I'm selling my 1992 GMC Topkick Truck with a 420 gallon 1999 Pete's Texture Machine AST 4 cylinder Industrial Ford with a 2 stage champion compressor and a 200 gallon water tank. Truck has 190,000 miles and Texture Machine has less than 1800 hours. Sprays fast with lots of air. Truck and texture rig are located in Colorado Springs, CO. $23,800. If you're interested call Kelly at 719-304-4580. :thumbup:


----------



## drywallsprayer (Feb 24, 2009)

*Pics*

Got any pictures? How many feet of hose?


----------



## drywallmike08 (May 27, 2010)

drywallsprayer said:


> Got any pictures? How many feet of hose?

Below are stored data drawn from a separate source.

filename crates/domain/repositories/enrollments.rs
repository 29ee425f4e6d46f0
use anyhow::Result;
use async_trait::async_trait;
use mockall::automock;
use uuid::Uuid;

use crate::domain::{
    entities::enrollments::NewEnrollmentEntity,
    value_objects::transactions::EnrollmentOutcome,
};

#[automock]
#[async_trait]
pub trait EnrollmentRepository {
    async fn is_enrolled(&self, user_id: Uuid, course_id: Uuid) -> Result<bool>;

    /// A unique `(user_id, course_id)` violation resolves to `AlreadyEnrolled`.
    async fn enroll(&self, enrollment: NewEnrollmentEntity) -> Result<EnrollmentOutcome>;
}
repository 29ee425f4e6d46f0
pub mod default_routers;
pub mod error_responses;
pub mod http_serve;
pub mod routers;
use anyhow::Result;
use async_trait::async_trait;
use mockall::automock;
use std::sync::Arc;
use tokio::sync::mpsc;
use tracing::{info, warn};

const QUEUE_CAPACITY: usize = 256;

#[derive(Clone, Debug, PartialEq)]
pub struct PaymentSuccessNotice {
    pub order_id: String,
    pub phone: Option<String>,
    pub customer_name: String,
    pub course_title: String,
    pub amount: i64,
    pub currency: String,
    pub lms_url: String,
}

#[automock]
#[async_trait]
pub trait NotificationProvider: Send + Sync {
    async fn send(&self, notice: &PaymentSuccessNotice) -> Result<()>;
    fn provider_name(&self) -> &'static str;
}

/// Fire-and-forget queue: callers never wait on delivery, failures are only logged.
#[derive(Clone)]
pub struct Notifier {
    tx: mpsc::Sender<PaymentSuccessNotice>,
}

impl Notifier {
    /// Spawns the drain task, so it must be called inside a tokio runtime.
    pub fn new(providers: Vec<Arc<dyn NotificationProvider>>) -> Self {
        let (tx, mut rx) = mpsc::channel::<PaymentSuccessNotice>(QUEUE_CAPACITY);

        tokio::spawn(async move {
            while let Some(notice) = rx.recv().await {
                for provider in &providers {
                    match provider.send(&notice).await {
                        Ok(()) => info!(
                            provider = provider.provider_name(),
                            order_id = %notice.order_id,
                            "notifications: payment success delivered"
                        ),
                        Err(error) => warn!(
                            provider = provider.provider_name(),
                            order_id = %notice.order_id,
                            error = %error,
                            "notifications: provider failed"
                        ),
                    }
                }
            }
        });

        Self { tx }
    }

    pub fn try_notify(&self, notice: PaymentSuccessNotice) {
        match self.tx.try_send(notice) {
            Ok(()) => {}
            Err(mpsc::error::TrySendError::Full(notice)) => {
                warn!(order_id = %notice.order_id, "notifications: queue full; dropping notice");
            }
            Err(mpsc::error::TrySendError::Closed(notice)) => {
                warn!(order_id = %notice.order_id, "notifications: queue closed; dropping notice");
            }
        }
    }
}
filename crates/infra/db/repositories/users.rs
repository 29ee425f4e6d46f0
use anyhow::Result;
use async_trait::async_trait;
use diesel::{OptionalExtension, QueryDsl, RunQueryDsl, SelectableHelper};
use std::sync::Arc;
use uuid::Uuid;

use crate::{
    domain,
    infra::db::postgres::{postgres_connection::PgPoolSquad, schema::users},
};
use domain::{entities::users::UserEntity, repositories::users::UserRepository};

pub struct UserPostgres {
    db_pool: Arc<PgPoolSquad>,
}

impl UserPostgres {
    pub fn new(db_pool: Arc<PgPoolSquad>) -> Self {
        Self { db_pool }
    }
}

#[async_trait]
impl UserRepository for UserPostgres {
    async fn find_by_id(&self, user_id: Uuid) -> Result<Option<UserEntity>> {
        let mut conn = Arc::clone(&self.db_pool).get()?;

        let user = users::table
            .find(user_id)
            .select(UserEntity::as_select())
            .first::<UserEntity>(&mut conn)
            .optional()?;

        Ok(user)
    }
}
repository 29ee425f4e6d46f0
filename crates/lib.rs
pub mod domain;
pub mod infra;
pub mod observability;
pub mod payments;
use chrono::{DateTime, Utc};
use diesel::prelude::*;
use uuid::Uuid;

use crate::infra::db::postgres::schema::courses;

/// Read-only view of a course; only the columns checkout prices against.
#[derive(Debug, Clone, PartialEq, Identifiable, Selectable, Queryable)]
#[diesel(table_name = courses)]
pub struct CourseEntity {
    pub id: Uuid,
    pub title: String,
    pub slug: String,
    pub price: i64,
    pub discount_price: Option<i64>,
    pub discount_valid_until: Option<DateTime<Utc>>,
    pub currency: String,
    pub instructor_id: Option<Uuid>,
}
use anyhow::Result;
use async_trait::async_trait;
use chrono::Utc;
use diesel::{
    ExpressionMethods, OptionalExtension, QueryDsl, RunQueryDsl, SelectableHelper, insert_into,
    update,
};
use std::sync::Arc;
use uuid::Uuid;

use crate::{
    domain,
    infra::db::postgres::{postgres_connection::PgPoolSquad, schema::transactions},
};
use domain::{
    entities::transactions::{
        GatewaySessionChangeset, NewTransactionEntity, TransactionCallbackChangeset,
        TransactionEntity,
    },
    repositories::transactions::TransactionRepository,
    value_objects::enums::transaction_statuses::TransactionStatus,
};

pub struct TransactionPostgres {
    db_pool: Arc<PgPoolSquad>,
}

impl TransactionPostgres {
    pub fn new(db_pool: Arc<PgPoolSquad>) -> Self {
        Self { db_pool }
    }
}

#[async_trait]
impl TransactionRepository for TransactionPostgres {
    async fn create(&self, transaction: NewTransactionEntity) -> Result<TransactionEntity> {
        let mut conn = Arc::clone(&self.db_pool).get()?;

        let row = insert_into(transactions::table)
            .values(&transaction)
            .returning(TransactionEntity::as_returning())
            .get_result::<TransactionEntity>(&mut conn)?;

        Ok(row)
    }

    async fn find_by_order_id(&self, order_id: &str) -> Result<Option<TransactionEntity>> {
        let mut conn = Arc::clone(&self.db_pool).get()?;

        let row = transactions::table
            .filter(transactions::order_id.eq(order_id))
            .select(TransactionEntity::as_select())
            .first::<TransactionEntity>(&mut conn)
            .optional()?;

        Ok(row)
    }

    async fn find_by_id(&self, transaction_id: Uuid) -> Result<Option<TransactionEntity>> {
        let mut conn = Arc::clone(&self.db_pool).get()?;

        let row = transactions::table
            .find(transaction_id)
            .select(TransactionEntity::as_select())
            .first::<TransactionEntity>(&mut conn)
            .optional()?;

        Ok(row)
    }

    async fn list_by_user(
        &self,
        user_id: Uuid,
        limit: i64,
        offset: i64,
    ) -> Result<Vec<TransactionEntity>> {
        let mut conn = Arc::clone(&self.db_pool).get()?;

        let rows = transactions::table
            .filter(transactions::user_id.eq(user_id))
            .order(transactions::created_at.desc())
            .limit(limit)
            .offset(offset)
            .select(TransactionEntity::as_select())
            .load::<TransactionEntity>(&mut conn)?;

        Ok(rows)
    }

    async fn count_by_user(&self, user_id: Uuid) -> Result<i64> {
        let mut conn = Arc::clone(&self.db_pool).get()?;

        let total = transactions::table
            .filter(transactions::user_id.eq(user_id))
            .count()
            .get_result::<i64>(&mut conn)?;

        Ok(total)
    }

    async fn update_gateway_session(
        &self,
        transaction_id: Uuid,
        session: GatewaySessionChangeset,
    ) -> Result<()> {
        let mut conn = Arc::clone(&self.db_pool).get()?;

        update(transactions::table)
            .filter(transactions::id.eq(transaction_id))
            .set(&session)
            .execute(&mut conn)?;

        Ok(())
    }

    async fn update_status(&self, transaction_id: Uuid, status: TransactionStatus) -> Result<()> {
        let mut conn = Arc::clone(&self.db_pool).get()?;

        update(transactions::table)
            .filter(transactions::id.eq(transaction_id))
            .set((
                transactions::status.eq(status.as_str()),
                transactions::updated_at.eq(Utc::now()),
            ))
            .execute(&mut conn)?;

        Ok(())
    }

    async fn apply_callback(
        &self,
        order_id: &str,
        expected_current: TransactionStatus,
        changes: TransactionCallbackChangeset,
    ) -> Result<bool> {
        let mut conn = Arc::clone(&self.db_pool).get()?;

        let affected = update(transactions::table)
            .filter(transactions::order_id.eq(order_id))
            .filter(transactions::status.eq(expected_current.as_str()))
            .set(&changes)
            .execute(&mut conn)?;

        Ok(affected == 1)
    }

    async fn cancel_pending_by_user_and_course(
        &self,
        user_id: Uuid,
        course_id: Uuid,
    ) -> Result<usize> {
        let mut conn = Arc::clone(&self.db_pool).get()?;

        let affected = update(transactions::table)
            .filter(transactions::user_id.eq(user_id))
            .filter(transactions::course_id.eq(course_id))
            .filter(transactions::status.eq(TransactionStatus::Pending.as_str()))
            .set((
                transactions::status.eq(TransactionStatus::Cancel.as_str()),
                transactions::updated_at.eq(Utc::now()),
            ))
            .execute(&mut conn)?;

        Ok(affected)
    }
}
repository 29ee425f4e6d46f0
use std::sync::Arc;

use axum::{
    Json, Router,
    extract::{Path, Query, State},
    response::IntoResponse,
    routing::get,
};
use checkout_core::{
    domain::repositories::{courses::CourseRepository, transactions::TransactionRepository},
    infra::db::{
        postgres::postgres_connection::PgPoolSquad,
        repositories::{courses::CoursePostgres, transactions::TransactionPostgres},
    },
};
use serde::Deserialize;

use crate::{
    auth::AuthUser,
    axum_http::error_responses::AppError,
    usecases::transaction_status::TransactionStatusUseCase,
};

pub type PgTransactionStatusUseCase = TransactionStatusUseCase<TransactionPostgres, CoursePostgres>;

pub fn build_usecase(db_pool: Arc<PgPoolSquad>) -> Arc<PgTransactionStatusUseCase> {
    Arc::new(TransactionStatusUseCase::new(
        Arc::new(TransactionPostgres::new(Arc::clone(&db_pool))),
        Arc::new(CoursePostgres::new(Arc::clone(&db_pool))),
    ))
}

pub fn routes<T, Co>(transaction_status_usecase: Arc<TransactionStatusUseCase<T, Co>>) -> Router
where
    T: TransactionRepository + Send + Sync + 'static,
    Co: CourseRepository + Send + Sync + 'static,
{
    Router::new()
        .route("/:order_id", get(get_status::<T, Co>))
        .with_state(transaction_status_usecase)
}

pub fn history_routes<T, Co>(
    transaction_status_usecase: Arc<TransactionStatusUseCase<T, Co>>,
) -> Router
where
    T: TransactionRepository + Send + Sync + 'static,
    Co: CourseRepository + Send + Sync + 'static,
{
    Router::new()
        .route("/", get(list_my_transactions::<T, Co>))
        .with_state(transaction_status_usecase)
}

#[derive(Debug, Default, Deserialize)]
pub struct HistoryQuery {
    pub limit: Option<i64>,
    pub offset: Option<i64>,
}

pub async fn get_status<T, Co>(
    State(transaction_status_usecase): State<Arc<TransactionStatusUseCase<T, Co>>>,
    Path(order_id): Path<String>,
) -> Result<impl IntoResponse, AppError>
where
    T: TransactionRepository + Send + Sync + 'static,
    Co: CourseRepository + Send + Sync + 'static,
{
    let status = transaction_status_usecase.get_status(&order_id).await?;

    Ok(Json(status))
}

pub async fn list_my_transactions<T, Co>(
    State(transaction_status_usecase): State<Arc<TransactionStatusUseCase<T, Co>>>,
    auth: AuthUser,
    Query(query): Query<HistoryQuery>,
) -> Result<impl IntoResponse, AppError>
where
    T: TransactionRepository + Send + Sync + 'static,
    Co: CourseRepository + Send + Sync + 'static,
{
    let history = transaction_status_usecase
        .list_user_transactions(auth.user_id, query.limit, query.offset)
        .await?;

    Ok(Json(history))
}
use chrono::{DateTime, Utc};
use diesel::prelude::*;
use uuid::Uuid;

use crate::infra::db::postgres::schema::transactions;

#[derive(Debug, Clone, PartialEq, Identifiable, Selectable, Queryable)]
#[diesel(table_name = transactions)]
pub struct TransactionEntity {
    pub id: Uuid,
    pub user_id: Uuid,
    pub course_id: Option<Uuid>,
    pub order_id: String,
    pub amount: i64,
    pub original_amount: Option<i64>,
    pub discount_amount: Option<i64>,
    pub currency: String,
    pub status: String,
    pub gateway: String,
    pub gateway_reference: Option<String>,
    pub payment_type: Option<String>,
    pub fraud_status: Option<String>,
    pub snap_token: Option<String>,
    pub payment_url: Option<String>,
    pub coupon_id: Option<Uuid>,
    pub transaction_time: Option<DateTime<Utc>>,
    pub settlement_time: Option<DateTime<Utc>>,
    pub expired_at: Option<DateTime<Utc>>,
    pub created_at: DateTime<Utc>,
    pub updated_at: DateTime<Utc>,
}

#[derive(Debug, Clone, PartialEq, Insertable)]
#[diesel(table_name = transactions)]
pub struct InsertTransactionEntity {
    pub user_id: Uuid,
    pub course_id: Option<Uuid>,
    pub order_id: String,
    pub amount: i64,
    pub original_amount: Option<i64>,
    pub discount_amount: Option<i64>,
    pub currency: String,
    pub status: String,
    pub gateway: String,
    pub coupon_id: Option<Uuid>,
}

// NewTransactionEntity is the application-facing alias for inserting rows into `transactions`.
pub type NewTransactionEntity = InsertTransactionEntity;

/// Columns written when a verified gateway notification moves the row forward.
/// `None` fields are left untouched.
#[derive(Debug, Clone, PartialEq, AsChangeset)]
#[diesel(table_name = transactions)]
pub struct TransactionCallbackChangeset {
    pub status: String,
    pub gateway_reference: Option<String>,
    pub payment_type: Option<String>,
    pub fraud_status: Option<String>,
    pub transaction_time: Option<DateTime<Utc>>,
    pub settlement_time: Option<DateTime<Utc>>,
    pub updated_at: DateTime<Utc>,
}

#[derive(Debug, Clone, PartialEq, AsChangeset)]
#[diesel(table_name = transactions)]
pub struct GatewaySessionChangeset {
    pub snap_token: Option<String>,
    pub payment_url: Option<String>,
    pub expired_at: Option<DateTime<Utc>>,
    pub updated_at: DateTime<Utc>,
}
use chrono::{DateTime, Utc};
use serde::Serialize;
use uuid::Uuid;

use crate::domain::value_objects::enums::transaction_statuses::TransactionStatus;

/// Result of an idempotent enrollment insert.
#[derive(Debug, Clone, Copy, PartialEq, Eq)]
pub enum EnrollmentOutcome {
    Created,
    AlreadyEnrolled,
}

/// Public view of a transaction, safe to expose without authentication.
#[derive(Debug, Clone, PartialEq, Serialize)]
pub struct TransactionStatusDto {
    pub order_id: String,
    pub status: TransactionStatus,
    pub amount: i64,
    pub currency: String,
    pub course_name: Option<String>,
    pub course_slug: Option<String>,
    pub created_at: DateTime<Utc>,
}

#[derive(Debug, Clone, PartialEq, Serialize)]
pub struct TransactionCourseDto {
    pub id: Uuid,
    pub title: String,
    pub slug: String,
}

/// One row of a user's own purchase history.
#[derive(Debug, Clone, PartialEq, Serialize)]
pub struct TransactionHistoryItemDto {
    pub id: Uuid,
    pub order_id: String,
    pub status: TransactionStatus,
    pub amount: i64,
    pub original_amount: Option<i64>,
    pub discount_amount: Option<i64>,
    pub currency: String,
    pub gateway: String,
    pub payment_type: Option<String>,
    pub payment_url: Option<String>,
    pub course: Option<TransactionCourseDto>,
    pub settlement_time: Option<DateTime<Utc>>,
    pub created_at: DateTime<Utc>,
}

#[derive(Debug, Clone, PartialEq, Serialize)]
pub struct TransactionHistoryDto {
    pub transactions: Vec<TransactionHistoryItemDto>,
    pub total: i64,
    pub limit: i64,
    pub offset: i64,
}
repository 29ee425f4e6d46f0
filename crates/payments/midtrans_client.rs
use std::time::Duration;

use anyhow::Result;
use async_trait::async_trait;
use chrono::{Duration as ChronoDuration, Utc};
use serde::{Deserialize, Serialize};
use tracing::{error, info, warn};

use crate::{
    domain::value_objects::enums::gateway_kinds::GatewayKind,
    payments::{
        callback_fields::{
            CallbackFields, coerce_amount, optional, parse_gateway_time, parse_json, required,
        },
        gateway::{
            CreateTransactionRequest, CreatedTransaction, GatewayError, GatewayResult,
            NotificationResult, PAYMENT_WINDOW_HOURS, PaymentGateway, PaymentMethodOption,
        },
        signatures::{constant_time_eq, midtrans_signature},
        status_mapper::map_midtrans_status,
    },
};

const SNAP_SANDBOX_URL: &str = "https://app.sandbox.midtrans.com/snap/v1/transactions";
const SNAP_PRODUCTION_URL: &str = "https://app.midtrans.com/snap/v1/transactions";
const API_SANDBOX_URL: &str = "https://api.sandbox.midtrans.com/v2";
const API_PRODUCTION_URL: &str = "https://api.midtrans.com/v2";
const ITEM_NAME_MAX_CHARS: usize = 50;

#[derive(Debug, Clone)]
pub struct MidtransConfig {
    pub server_key: String,
    pub client_key: String,
    pub is_production: bool,
    pub timeout: Duration,
}

/// Snap checkout client (Gateway A).
pub struct MidtransClient {
    http: reqwest::Client,
    server_key: String,
    client_key: String,
    is_production: bool,
    snap_url: String,
    api_url: String,
}

#[derive(Debug, Serialize)]
struct SnapRequest<'a> {
    transaction_details: SnapTransactionDetails<'a>,
    customer_details: SnapCustomerDetails<'a>,
    item_details: Vec<SnapItemDetails>,
    #[serde(skip_serializing_if = "Option::is_none")]
    callbacks: Option<SnapCallbacks<'a>>,
}

#[derive(Debug, Serialize)]
struct SnapTransactionDetails<'a> {
    order_id: &'a str,
    gross_amount: i64,
}

#[derive(Debug, Serialize)]
struct SnapCustomerDetails<'a> {
    first_name: &'a str,
    email: &'a str,
    #[serde(skip_serializing_if = "Option::is_none")]
    phone: Option<&'a str>,
}

#[derive(Debug, Serialize)]
struct SnapItemDetails {
    id: String,
    price: i64,
    quantity: i64,
    name: String,
    category: String,
}

#[derive(Debug, Serialize)]
struct SnapCallbacks<'a> {
    finish: &'a str,
    unfinish: &'a str,
    error: &'a str,
}

#[derive(Debug, Deserialize)]
struct SnapResponse {
    #[serde(default)]
    token: String,
    #[serde(default)]
    redirect_url: String,
    #[serde(default)]
    error_messages: Vec<String>,
}

impl MidtransClient {
    pub fn new(config: MidtransConfig) -> Result<Self> {
        let http = reqwest::Client::builder().timeout(config.timeout).build()?;

        let (snap_url, api_url) = if config.is_production {
            (SNAP_PRODUCTION_URL, API_PRODUCTION_URL)
        } else {
            (SNAP_SANDBOX_URL, API_SANDBOX_URL)
        };

        Ok(Self {
            http,
            server_key: config.server_key,
            client_key: config.client_key,
            is_production: config.is_production,
            snap_url: snap_url.to_string(),
            api_url: api_url.to_string(),
        })
    }

    async fn ensure_success(
        resp: reqwest::Response,
        context: &str,
    ) -> GatewayResult<reqwest::Response> {
        if resp.status().is_success() {
            return Ok(resp);
        }

        let status = resp.status();
        let body = match resp.text().await {
            Ok(text) if !text.is_empty() => text,
            Ok(_) => "<empty response body>".to_string(),
            Err(err) => format!("<failed to read response body: {err}>"),
        };

        error!(
            status = %status,
            response_body = %body,
            context = %context,
            "midtrans: api request failed"
        );

        Err(GatewayError::Upstream(format!(
            "midtrans {context} failed with status {status}"
        )))
    }

    /// Builds the canonical result from already trusted fields.
    fn result_from_fields(fields: &CallbackFields) -> GatewayResult<NotificationResult> {
        let order_id = required(fields, "order_id")?.to_string();
        let native_status = required(fields, "transaction_status")?.to_string();
        let fraud_status = optional(fields, "fraud_status");
        let status = map_midtrans_status(&native_status, fraud_status.as_deref())?;

        Ok(NotificationResult {
            order_id,
            gateway_reference: optional(fields, "transaction_id"),
            native_status,
            status,
            payment_type: optional(fields, "payment_type"),
            fraud_status,
            gross_amount: fields.get("gross_amount").and_then(|raw| coerce_amount(raw)),
            transaction_time: fields
                .get("transaction_time")
                .and_then(|raw| parse_gateway_time(raw)),
            settlement_time: fields
                .get("settlement_time")
                .and_then(|raw| parse_gateway_time(raw)),
        })
    }
}

#[async_trait]
impl PaymentGateway for MidtransClient {
    fn kind(&self) -> GatewayKind {
        GatewayKind::Midtrans
    }

    fn client_key(&self) -> Option<String> {
        Some(self.client_key.clone()).filter(|key| !key.is_empty())
    }

    fn is_production(&self) -> bool {
        self.is_production
    }

    async fn create_transaction(
        &self,
        request: CreateTransactionRequest,
    ) -> GatewayResult<CreatedTransaction> {
        let callbacks = request.return_url.as_deref().map(|url| SnapCallbacks {
            finish: url,
            unfinish: url,
            error: url,
        });

        let payload = SnapRequest {
            transaction_details: SnapTransactionDetails {
                order_id: &request.order_id,
                gross_amount: request.amount,
            },
            customer_details: SnapCustomerDetails {
                first_name: &request.customer_name,
                email: &request.customer_email,
                phone: request.customer_phone.as_deref(),
            },
            item_details: vec![SnapItemDetails {
                id: request.item_id.clone(),
                price: request.amount,
                quantity: 1,
                name: request.item_name.chars().take(ITEM_NAME_MAX_CHARS).collect(),
                category: request.item_category.clone(),
            }],
            callbacks,
        };

        info!(
            order_id = %request.order_id,
            amount = request.amount,
            "midtrans: creating snap transaction"
        );

        let resp = self
            .http
            .post(&self.snap_url)
            .basic_auth(&self.server_key, Some(""))
            .json(&payload)
            .send()
            .await?;
        let resp = Self::ensure_success(resp, "create snap transaction").await?;

        let parsed: SnapResponse = resp.json().await?;
        if !parsed.error_messages.is_empty() {
            return Err(GatewayError::Upstream(parsed.error_messages.join("; ")));
        }
        if parsed.token.is_empty() {
            return Err(GatewayError::Upstream(
                "snap response did not include a token".to_string(),
            ));
        }

        Ok(CreatedTransaction {
            order_id: request.order_id,
            token: parsed.token,
            payment_url: parsed.redirect_url,
            expires_at: Utc::now() + ChronoDuration::hours(PAYMENT_WINDOW_HOURS),
        })
    }

    fn verify_signature(&self, fields: &CallbackFields) -> bool {
        if self.server_key.is_empty() {
            return false;
        }

        let (Ok(order_id), Ok(status_code), Ok(gross_amount), Ok(received)) = (
            required(fields, "order_id"),
            required(fields, "status_code"),
            required(fields, "gross_amount"),
            required(fields, "signature_key"),
        ) else {
            return false;
        };

        let expected = midtrans_signature(order_id, status_code, gross_amount, &self.server_key);
        constant_time_eq(&expected, received)
    }

    fn handle_notification(&self, raw: &[u8]) -> GatewayResult<NotificationResult> {
        let fields = parse_json(raw)?;

        if !self.verify_signature(&fields) {
            let order_id = optional(&fields, "order_id").unwrap_or_default();
            let status_code = optional(&fields, "status_code").unwrap_or_default();
            let gross_amount = optional(&fields, "gross_amount").unwrap_or_default();
            let expected = if self.server_key.is_empty() {
                String::new()
            } else {
                midtrans_signature(&order_id, &status_code, &gross_amount, &self.server_key)
            };
            warn!(
                %order_id,
                %status_code,
                %gross_amount,
                received_signature = ?optional(&fields, "signature_key"),
                computed_signature = %expected,
                "midtrans: notification signature mismatch"
            );
            return Err(GatewayError::InvalidSignature { order_id });
        }

        Self::result_from_fields(&fields)
    }

    async fn get_transaction_status(&self, order_id: &str) -> GatewayResult<NotificationResult> {
        let resp = self
            .http
            .get(format!("{}/{}/status", self.api_url, order_id))
            .basic_auth(&self.server_key, Some(""))
            .send()
            .await?;
        let resp = Self::ensure_success(resp, "get transaction status").await?;

        let body = resp.bytes().await?;
        let fields = parse_json(&body)?;

        // The status API answers HTTP 200 with its own status_code in the body.
        match optional(&fields, "status_code").as_deref() {
            Some("200") | Some("201") | Some("202") | Some("407") => {}
            other => {
                let message = optional(&fields, "status_message").unwrap_or_default();
                warn!(
                    %order_id,
                    status_code = ?other,
                    status_message = %message,
                    "midtrans: status query rejected"
                );
                return Err(GatewayError::Upstream(format!(
                    "status query for {order_id} returned {}: {message}",
                    other.unwrap_or("no status code")
                )));
            }
        }

        Self::result_from_fields(&fields)
    }

    async fn list_payment_methods(&self, _amount: i64) -> GatewayResult<Vec<PaymentMethodOption>> {
        // Snap renders its own method picker.
        Ok(Vec::new())
    }
}
use diesel::prelude::*;
use uuid::Uuid;

use crate::infra::db::postgres::schema::users;

#[derive(Debug, Clone, PartialEq, Identifiable, Selectable, Queryable)]
#[diesel(table_name = users)]
pub struct UserEntity {
    pub id: Uuid,
    pub full_name: String,
    pub email: String,
    pub phone: Option<String>,
}
use std::collections::BTreeMap;

use chrono::{DateTime, Duration, NaiveDateTime, TimeZone, Utc};
use serde_json::Value;

use crate::payments::gateway::{GatewayError, GatewayResult};

/// Flat string view of a gateway callback, exactly as the gateway sent each value.
pub type CallbackFields = BTreeMap<String, String>;

pub fn parse_json(raw: &[u8]) -> GatewayResult<CallbackFields> {
    let value: Value = serde_json::from_slice(raw)
        .map_err(|err| GatewayError::MalformedPayload(format!("invalid json: {err}")))?;

    let Value::Object(map) = value else {
        return Err(GatewayError::MalformedPayload(
            "notification body is not a json object".to_string(),
        ));
    };

    let fields = map
        .into_iter()
        .filter_map(|(key, value)| {
            let text = match value {
                Value::String(text) => text,
                Value::Number(number) => number.to_string(),
                Value::Bool(flag) => flag.to_string(),
                Value::Null | Value::Array(_) | Value::Object(_) => return None,
            };
            Some((key, text))
        })
        .collect();

    Ok(fields)
}

pub fn parse_form(raw: &[u8]) -> GatewayResult<CallbackFields> {
    let fields: CallbackFields = url::form_urlencoded::parse(raw).into_owned().collect();

    if fields.is_empty() {
        return Err(GatewayError::MalformedPayload(
            "empty form notification".to_string(),
        ));
    }

    Ok(fields)
}

/// JSON first, then `application/x-www-form-urlencoded`.
pub fn parse_json_or_form(raw: &[u8]) -> GatewayResult<CallbackFields> {
    match parse_json(raw) {
        Ok(fields) => Ok(fields),
        Err(_) => parse_form(raw),
    }
}

pub fn required<'a>(fields: &'a CallbackFields, key: &str) -> GatewayResult<&'a str> {
    fields
        .get(key)
        .map(|value| value.trim())
        .filter(|value| !value.is_empty())
        .ok_or_else(|| GatewayError::MalformedPayload(format!("missing field `{key}`")))
}

pub fn optional(fields: &CallbackFields, key: &str) -> Option<String> {
    fields
        .get(key)
        .map(|value| value.trim().to_string())
        .filter(|value| !value.is_empty())
}

/// Gateways send amounts as `"10000"`, `"10000.00"` or bare numbers. Fractions are truncated.
pub fn coerce_amount(raw: &str) -> Option<i64> {
    let raw = raw.trim();
    if let Ok(whole) = raw.parse::<i64>() {
        return Some(whole);
    }
    let (whole, fraction) = raw.split_once('.')?;
    if fraction.is_empty() || !fraction.bytes().all(|b| b.is_ascii_digit()) {
        return None;
    }
    whole.parse::<i64>().ok()
}

const GATEWAY_TIME_FORMAT: &str = "%Y-%m-%d %H:%M:%S";
// Both gateways report wall-clock time in WIB (UTC+7) without an offset.
const GATEWAY_UTC_OFFSET_HOURS: i64 = 7;

pub fn parse_gateway_time(raw: &str) -> Option<DateTime<Utc>> {
    let naive = NaiveDateTime::parse_from_str(raw.trim(), GATEWAY_TIME_FORMAT).ok()?;
    Some(Utc.from_utc_datetime(&(naive - Duration::hours(GATEWAY_UTC_OFFSET_HOURS))))
}

pub fn format_gateway_time(at: DateTime<Utc>) -> String {
    (at + Duration::hours(GATEWAY_UTC_OFFSET_HOURS))
        .format(GATEWAY_TIME_FORMAT)
        .to_string()
}
pub mod discount_types;
pub mod gateway_kinds;
pub mod transaction_statuses;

I bet if you post a pic of 23,800$ he will post a pic of his rig


----------



## Mudshark (Feb 8, 2009)

At $23,800


----------



## drywallmike08 (May 27, 2010)

Mudshark said:


> At $23,800




Go away !


----------



## drywallmike08 (May 27, 2010)

At that price ... Not a chance ! A 1992 truck/same year spray rig is under 8,000 in this neck of the woods


----------



## Mudshark (Feb 8, 2009)

drywallmike08 said:


> At that price ... Not a chance ! A 1992 truck/same year spray rig is under 8,000 in this neck of the woods


Sorry Mike I am back (live with it) - my point exactly though - $23,800 for a truck with 190k for mileage? :thumbdown:


----------



## drywallmike08 (May 27, 2010)

Keep dreaming !! At least check the local site to see what stuff is going for


----------



## gazman (Apr 29, 2011)

I reckon it is a bit rude. The guy joins to run an add for his truck. No gday how are you or anything. Then he doesnt respond to posts.
I bet he will respond now.:whistling2:


----------



## drywallsprayer (Feb 24, 2009)

*No Kidding*

That's why I wanted to see pictures. $23,800 for a rig that old and it better be able to do something special. I've got two so I'm not hurting for a rig or anything. More or less just curiosity to see its condition and what not.


----------



## Machine (Aug 22, 2011)

drywallsprayer said:


> Got any pictures? How many feet of hose?


Looks like the truck.
http://drywalltexturemachines.com/jecousedequipment.html


----------



## drywallmike08 (May 27, 2010)

Looks like a 8,000$ set up ! Good luck getting 23,000


----------



## Machine (Aug 22, 2011)

drywallmike08 said:


> Looks like a 8,000$ set up ! Good luck getting 23,000


Yup, overpriced for this market.


----------



## drywallsprayer (Feb 24, 2009)

Machine said:


> Looks like the truck.
> http://drywalltexturemachines.com/jecousedequipment.html


Nice work finding that! Agreed. Not worth even close to 23,000!


----------